Problem: Copy the lines below that contain "MuxerProvider".

[Saved data entries]
..........
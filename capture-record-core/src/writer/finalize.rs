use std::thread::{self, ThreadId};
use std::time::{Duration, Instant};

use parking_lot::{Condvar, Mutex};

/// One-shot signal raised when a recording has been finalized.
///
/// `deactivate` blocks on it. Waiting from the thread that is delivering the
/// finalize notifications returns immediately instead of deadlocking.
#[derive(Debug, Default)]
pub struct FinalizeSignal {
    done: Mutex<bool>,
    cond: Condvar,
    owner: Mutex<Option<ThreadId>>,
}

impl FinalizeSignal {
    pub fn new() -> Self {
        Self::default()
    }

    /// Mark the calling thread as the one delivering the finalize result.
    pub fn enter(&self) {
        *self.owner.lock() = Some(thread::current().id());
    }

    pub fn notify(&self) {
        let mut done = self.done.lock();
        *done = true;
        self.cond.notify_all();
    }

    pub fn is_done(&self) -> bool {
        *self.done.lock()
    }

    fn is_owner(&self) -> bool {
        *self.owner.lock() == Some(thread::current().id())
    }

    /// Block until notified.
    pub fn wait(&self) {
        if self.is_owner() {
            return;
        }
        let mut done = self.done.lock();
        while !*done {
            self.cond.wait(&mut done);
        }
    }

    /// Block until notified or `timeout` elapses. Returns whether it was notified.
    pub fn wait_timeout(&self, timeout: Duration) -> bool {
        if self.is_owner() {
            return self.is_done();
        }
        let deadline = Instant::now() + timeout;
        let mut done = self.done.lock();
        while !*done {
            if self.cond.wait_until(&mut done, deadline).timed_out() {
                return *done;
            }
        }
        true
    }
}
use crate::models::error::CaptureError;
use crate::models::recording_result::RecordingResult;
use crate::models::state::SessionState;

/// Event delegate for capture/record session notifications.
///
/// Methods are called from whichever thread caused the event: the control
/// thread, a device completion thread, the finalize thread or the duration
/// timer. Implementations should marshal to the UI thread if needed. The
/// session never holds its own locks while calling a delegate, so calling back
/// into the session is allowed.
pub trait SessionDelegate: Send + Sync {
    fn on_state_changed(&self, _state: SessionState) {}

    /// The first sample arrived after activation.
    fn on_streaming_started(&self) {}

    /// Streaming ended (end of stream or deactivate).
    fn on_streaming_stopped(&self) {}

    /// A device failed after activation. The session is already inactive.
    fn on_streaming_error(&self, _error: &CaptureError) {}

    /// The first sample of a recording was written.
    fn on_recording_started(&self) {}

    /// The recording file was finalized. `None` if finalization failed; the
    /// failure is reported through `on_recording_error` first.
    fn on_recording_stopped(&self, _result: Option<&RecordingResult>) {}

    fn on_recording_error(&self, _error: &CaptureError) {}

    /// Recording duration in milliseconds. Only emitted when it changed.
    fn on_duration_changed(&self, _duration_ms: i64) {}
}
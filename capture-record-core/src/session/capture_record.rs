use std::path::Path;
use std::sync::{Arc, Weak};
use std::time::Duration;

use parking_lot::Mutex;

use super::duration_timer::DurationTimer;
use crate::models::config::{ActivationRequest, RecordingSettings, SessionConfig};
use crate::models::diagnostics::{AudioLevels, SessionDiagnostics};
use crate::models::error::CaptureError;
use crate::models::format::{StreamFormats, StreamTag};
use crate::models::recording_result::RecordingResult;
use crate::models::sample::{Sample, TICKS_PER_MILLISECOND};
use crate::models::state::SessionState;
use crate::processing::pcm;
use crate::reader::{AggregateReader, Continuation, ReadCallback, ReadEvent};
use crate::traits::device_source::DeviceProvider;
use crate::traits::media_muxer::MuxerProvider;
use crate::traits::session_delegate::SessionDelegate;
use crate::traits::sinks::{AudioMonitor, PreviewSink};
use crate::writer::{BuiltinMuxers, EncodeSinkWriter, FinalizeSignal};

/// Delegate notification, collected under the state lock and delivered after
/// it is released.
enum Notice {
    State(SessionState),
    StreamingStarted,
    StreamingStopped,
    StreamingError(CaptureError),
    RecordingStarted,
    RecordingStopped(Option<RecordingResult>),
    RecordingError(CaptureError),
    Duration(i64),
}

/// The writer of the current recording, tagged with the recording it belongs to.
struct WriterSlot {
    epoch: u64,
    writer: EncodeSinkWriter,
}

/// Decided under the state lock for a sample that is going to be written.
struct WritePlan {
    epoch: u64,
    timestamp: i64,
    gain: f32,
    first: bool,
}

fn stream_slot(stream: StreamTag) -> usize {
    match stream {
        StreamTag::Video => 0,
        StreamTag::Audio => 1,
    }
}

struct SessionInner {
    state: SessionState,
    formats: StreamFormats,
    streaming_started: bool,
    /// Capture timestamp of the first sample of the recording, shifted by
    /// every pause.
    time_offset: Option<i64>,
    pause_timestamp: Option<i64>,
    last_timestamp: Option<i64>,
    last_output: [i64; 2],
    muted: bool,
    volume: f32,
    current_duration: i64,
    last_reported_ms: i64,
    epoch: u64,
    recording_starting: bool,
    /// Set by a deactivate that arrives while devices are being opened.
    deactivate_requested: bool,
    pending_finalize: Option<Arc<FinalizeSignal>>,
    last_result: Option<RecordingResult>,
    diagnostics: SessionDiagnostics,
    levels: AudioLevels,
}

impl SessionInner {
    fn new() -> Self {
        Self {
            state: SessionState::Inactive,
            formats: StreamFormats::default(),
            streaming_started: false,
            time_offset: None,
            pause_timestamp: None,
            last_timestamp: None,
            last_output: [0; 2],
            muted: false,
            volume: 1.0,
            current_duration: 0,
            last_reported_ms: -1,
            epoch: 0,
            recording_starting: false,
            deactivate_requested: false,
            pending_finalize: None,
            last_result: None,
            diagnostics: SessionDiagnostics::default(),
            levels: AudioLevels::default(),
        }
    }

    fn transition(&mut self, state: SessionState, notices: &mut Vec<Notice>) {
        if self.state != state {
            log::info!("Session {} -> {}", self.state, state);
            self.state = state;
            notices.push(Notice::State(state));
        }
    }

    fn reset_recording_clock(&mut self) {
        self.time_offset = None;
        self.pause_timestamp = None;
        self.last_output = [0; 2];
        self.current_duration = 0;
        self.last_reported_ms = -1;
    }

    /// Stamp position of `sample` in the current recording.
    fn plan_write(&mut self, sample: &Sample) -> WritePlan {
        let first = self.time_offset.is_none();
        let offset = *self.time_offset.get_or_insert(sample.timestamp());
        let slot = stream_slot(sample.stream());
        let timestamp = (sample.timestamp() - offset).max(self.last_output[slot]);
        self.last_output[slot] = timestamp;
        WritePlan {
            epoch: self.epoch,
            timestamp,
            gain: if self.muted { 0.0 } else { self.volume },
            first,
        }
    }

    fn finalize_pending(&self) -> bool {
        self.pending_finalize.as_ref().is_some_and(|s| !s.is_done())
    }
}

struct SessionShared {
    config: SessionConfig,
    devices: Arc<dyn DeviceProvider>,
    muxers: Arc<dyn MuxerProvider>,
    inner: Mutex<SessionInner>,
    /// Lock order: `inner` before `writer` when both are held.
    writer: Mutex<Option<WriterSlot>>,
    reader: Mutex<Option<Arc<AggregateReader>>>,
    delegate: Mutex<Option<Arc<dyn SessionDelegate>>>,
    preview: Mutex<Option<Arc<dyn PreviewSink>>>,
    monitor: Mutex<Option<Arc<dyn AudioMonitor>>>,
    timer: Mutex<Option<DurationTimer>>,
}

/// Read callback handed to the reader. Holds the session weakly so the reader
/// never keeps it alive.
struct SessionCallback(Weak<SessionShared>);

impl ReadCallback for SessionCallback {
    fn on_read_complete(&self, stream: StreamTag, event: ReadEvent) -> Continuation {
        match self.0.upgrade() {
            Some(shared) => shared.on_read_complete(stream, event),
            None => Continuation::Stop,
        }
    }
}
..........
Result:
use crate::traits::media_muxer::MuxerProvider;
    muxers: Arc<dyn MuxerProvider>,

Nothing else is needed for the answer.